私はキリルさんを連れて初心者用の所に行く。
それからの登録は慣れたものだったので、割とすぐに終えることが出来た。
「これで終わりなのか?」
「はい。大した時間はかかりませんでしたね。しかもEランクからっていうのが凄いです」
「クロエは違うのか?」
「私はFランクからですよ?」
「そうか……」
「……」
フリッツさんだったらもう少し会話が進むと思うんだけど、キリルさんとはなかなか進まない。でも、一番初めの頃よりは答えが返って来るようになっただけマシなのだろうか。

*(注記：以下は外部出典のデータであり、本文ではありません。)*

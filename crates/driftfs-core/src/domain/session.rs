//! Transfer session records
//!
//! Upload and download sessions are persisted beside the inode they belong
//! to so a restart resumes long transfers from the last acknowledged offset
//! instead of starting over.

use chrono::{DateTime, Utc};
use serde::{Deserialize, Serialize};

use super::newtypes::{ETag, NodeId, QuickXorHash};

/// How an upload is performed
#[derive(Debug, Clone, Copy, PartialEq, Eq, Serialize, Deserialize)]
#[serde(rename_all = "snake_case")]
pub enum UploadStrategy {
    /// Single PUT of the whole body
    Small,
    /// Resumable chunked session against a session URL
    Chunked,
}

/// Persisted state of an in-flight upload
///
/// Written atomically with the inode's transition to `DirtyLocal`; deleted
/// in the same batch that commits the upload result.
#[derive(Debug, Clone, PartialEq, Serialize, Deserialize)]
pub struct UploadSession {
    pub node: NodeId,
    pub strategy: UploadStrategy,
    /// Chunk size in bytes; unused for the small strategy
    pub chunk_bytes: u64,
    /// Next byte offset to send; all earlier bytes are acknowledged
    pub next_offset: u64,
    /// Total content size at session creation
    pub total_bytes: u64,
    /// Session URL returned by the remote store (chunked only)
    pub session_url: Option<String>,
    /// When the session URL stops being usable
    pub expires_at: Option<DateTime<Utc>>,
    /// ETag baseline for the conflict precheck
    pub base_etag: Option<ETag>,
    pub retry_count: u32,
    pub last_error: Option<String>,
    pub created_at: DateTime<Utc>,
}

impl UploadSession {
    /// Starts a small-strategy session
    pub fn small(node: NodeId, total_bytes: u64, base_etag: Option<ETag>) -> Self {
        Self {
            node,
            strategy: UploadStrategy::Small,
            chunk_bytes: 0,
            next_offset: 0,
            total_bytes,
            session_url: None,
            expires_at: None,
            base_etag,
            retry_count: 0,
            last_error: None,
            created_at: Utc::now(),
        }
    }

    /// Starts a chunked-strategy session
    pub fn chunked(
        node: NodeId,
        total_bytes: u64,
        chunk_bytes: u64,
        session_url: String,
        expires_at: Option<DateTime<Utc>>,
        base_etag: Option<ETag>,
    ) -> Self {
        Self {
            node,
            strategy: UploadStrategy::Chunked,
            chunk_bytes,
            next_offset: 0,
            total_bytes,
            session_url: Some(session_url),
            expires_at,
            base_etag,
            retry_count: 0,
            last_error: None,
            created_at: Utc::now(),
        }
    }

    /// Records an acknowledged chunk
    pub fn advance_to(&mut self, offset: u64) {
        self.next_offset = offset;
    }

    pub fn record_failure(&mut self, error: impl Into<String>) {
        self.retry_count += 1;
        self.last_error = Some(error.into());
    }

    /// A session can resume only while its URL is still valid
    #[must_use]
    pub fn is_resumable(&self) -> bool {
        match self.strategy {
            UploadStrategy::Small => false,
            UploadStrategy::Chunked => match self.expires_at {
                Some(expiry) => Utc::now() < expiry,
                None => self.session_url.is_some(),
            },
        }
    }

    #[must_use]
    pub fn remaining_bytes(&self) -> u64 {
        self.total_bytes.saturating_sub(self.next_offset)
    }
}

/// Persisted state of an in-flight chunked download
#[derive(Debug, Clone, PartialEq, Serialize, Deserialize)]
pub struct DownloadSession {
    pub node: NodeId,
    /// Size announced by item metadata
    pub expected_size: u64,
    /// Next byte offset to fetch; all earlier bytes are in the cache entry
    pub next_offset: u64,
    /// Hash announced by item metadata, verified at finalize
    pub expected_hash: Option<QuickXorHash>,
    pub retry_count: u32,
    pub created_at: DateTime<Utc>,
}

impl DownloadSession {
    pub fn new(node: NodeId, expected_size: u64, expected_hash: Option<QuickXorHash>) -> Self {
        Self {
            node,
            expected_size,
            next_offset: 0,
            expected_hash,
            retry_count: 0,
            created_at: Utc::now(),
        }
    }

    pub fn advance_to(&mut self, offset: u64) {
        self.next_offset = offset;
    }

    pub fn record_failure(&mut self) {
        self.retry_count += 1;
    }

    #[must_use]
    pub fn remaining_bytes(&self) -> u64 {
        self.expected_size.saturating_sub(self.next_offset)
    }
}

#[cfg(test)]
mod tests {
    use super::*;
    use chrono::Duration;

    #[test]
    fn test_small_session_is_not_resumable() {
        let session = UploadSession::small(NodeId::new(2), 100, None);
        assert!(!session.is_resumable());
        assert_eq!(session.remaining_bytes(), 100);
    }

    #[test]
    fn test_chunked_session_resume_window() {
        let mut session = UploadSession::chunked(
            NodeId::new(2),
            300 * 1024 * 1024,
            10 * 1024 * 1024,
            "https://upload.example/session/1".into(),
            Some(Utc::now() + Duration::hours(1)),
            Some(ETag::new("E1").unwrap()),
        );
        assert!(session.is_resumable());

        session.advance_to(30 * 1024 * 1024);
        assert_eq!(session.next_offset, 30 * 1024 * 1024);
        assert_eq!(session.remaining_bytes(), 270 * 1024 * 1024);
    }

    #[test]
    fn test_expired_session_is_not_resumable() {
        let session = UploadSession::chunked(
            NodeId::new(2),
            100,
            10,
            "https://upload.example/session/2".into(),
            Some(Utc::now() - Duration::minutes(5)),
            None,
        );
        assert!(!session.is_resumable());
    }

    #[test]
    fn test_failure_tracking() {
        let mut session = UploadSession::small(NodeId::new(3), 10, None);
        session.record_failure("503 from server");
        session.record_failure("connection reset");
        assert_eq!(session.retry_count, 2);
        assert_eq!(session.last_error.as_deref(), Some("connection reset"));
    }

    #[test]
    fn test_download_session_progress() {
        let mut session = DownloadSession::new(NodeId::new(4), 50 * 1024 * 1024, None);
        assert_eq!(session.remaining_bytes(), 50 * 1024 * 1024);

        session.advance_to(20 * 1024 * 1024);
        assert_eq!(session.remaining_bytes(), 30 * 1024 * 1024);

        session.record_failure();
        assert_eq!(session.retry_count, 1);
    }
}
//! Shared retry with exponential backoff
//!
//! Retryable kinds (network, rate-limit, server) back off exponentially,
//! honoring any `Retry-After` hint the server sent. Everything else
//! returns immediately. Cancellation is checked before every attempt and
//! during every delay.

use std::future::Future;
use std::time::Duration;

use tokio_util::sync::CancellationToken;
use tracing::{info, warn};

use driftfs_core::domain::DriftError;

/// First backoff delay; doubles per attempt
const BASE_DELAY: Duration = Duration::from_secs(1);
/// Backoff ceiling
const MAX_DELAY: Duration = Duration::from_secs(60);

/// Runs `f` up to `attempts` times, backing off between retryable failures
///
/// `f` receives the attempt number (0-based). The final error is returned
/// unchanged so callers keep the taxonomy.
pub async fn with_backoff<T, F, Fut>(
    operation: &str,
    attempts: u32,
    cancel: &CancellationToken,
    mut f: F,
) -> Result<T, DriftError>
where
    F: FnMut(u32) -> Fut,
    Fut: Future<Output = Result<T, DriftError>>,
{
    let attempts = attempts.max(1);

    for attempt in 0..attempts {
        if cancel.is_cancelled() {
            return Err(DriftError::Cancelled);
        }

        match f(attempt).await {
            Ok(value) => {
                if attempt > 0 {
                    info!(operation, attempt, "Operation succeeded after retry");
                }
                return Ok(value);
            }
            Err(err) if err.is_retryable() && attempt + 1 < attempts => {
                let delay = err
                    .retry_after()
                    .unwrap_or_else(|| backoff_delay(attempt));
                warn!(
                    operation,
                    attempt,
                    delay_ms = delay.as_millis() as u64,
                    error = %err,
                    "Retryable failure, backing off"
                );
                tokio::select! {
                    _ = tokio::time::sleep(delay) => {}
                    _ = cancel.cancelled() => return Err(DriftError::Cancelled),
                }
            }
            Err(err) => return Err(err),
        }
    }

    Err(DriftError::Cancelled)
}

/// Exponential delay for a 0-based attempt: 1 s, 2 s, 4 s, ... capped
#[must_use]
pub fn backoff_delay(attempt: u32) -> Duration {
    let exp = attempt.min(6);
    std::cmp::min(BASE_DELAY * 2u32.pow(exp), MAX_DELAY)
}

私たちはフリッツさんの方に行くと、フリッツさんも丁度終わったようだった。
「お、そっちも終わったか」
「はい。丁度良かったです」
「よし、それじゃあ残りの時間だけど……。どうするか」
「そうですねぇ、行っておきたい所はもう行きましたし……。キリルさんが行きたい所はないんですか?」
そう言えば勝手な理由で連れまわしてしまったと思い聞いてみる。
「魔法関係の店に行きたい」
「そうですよねー。どこでも……ん?」
「魔法関係の店に行きたい」
「まほうかんけい? 今魔法って言いました?」
「言った」
「……」
私はキリルさんの言っている意味が分からなくて固まる。そこにフリッツさんが起こしてくれた。
「クロエ、おーい? 帰ってこい」
「はっ! いえ、何でもありません。フリッツさんは魔法関係のお店って知ってますか?」
何とかならないかと思ってフリッツさんに聞いてみる。
「ああ、知ってるぞ」
「流石フリッツさんです」
私は彼を尊敬する。
「お前が知ってる店と同じだけどな」
「ですよね……」
尊敬すると言ったのは嘘だったかもしれない。
「そこはいい店なのか?」
「そうですね……。レント君のおススメのお店でもありますし、説明も丁寧でいい所かもしれませんね……」
最大限いい所を選んで言う。悪い所ではないのは確実だ。ちょっとお話がというか説明が凝り性過ぎる感じがある位だ。それが致命的と思う人もいるかもしれないけど。
「そうか、ではそこに行きたい」
「魔道具屋さんですよ?」
「構わない」
「やってるか分かりませんよ?」
「構わない」
「結構気難しい店主の方ですよ?」
「構わない」
「分かりました……」
ここまでハッキリと行きたいと言っているのだ。それについて行くのがいいんだろうと思う。私はフリッツさんを見るが、彼も若干諦めの表情をしていた。
「こっちだ」
フリッツさんがそう言って案内をしてくれる。
そして、例の魔道具屋に到着する。その外観は相変わらずで、すぐにでも倒壊してしまいそうに見える。
しかし、キリルさんには違って見えるらしい。
「あれは隠蔽……いや、偽装しているだけか? なんの為に? 意味はなさそうだが……。かなり持つように設計されているし、これを施した者の腕前は一体……? それに至る所に仕掛けが……。どれが何のトリガーになるか分からん。不用意な事は出来んか……」
「あのキリルさん?」
今までと別人のような位にしゃべっていた気がする。今までの言葉を足したのと同じくらいなんじゃないだろうか。
「ああ、それでは行こうか」
「はい」
「行くか……」
私とフリッツさんの気は少しだけ重い。
店の中に入ると、その様子はいつもと変わっておらず、薄暗い。その中をキリルさんが一生懸命に見て回っていた。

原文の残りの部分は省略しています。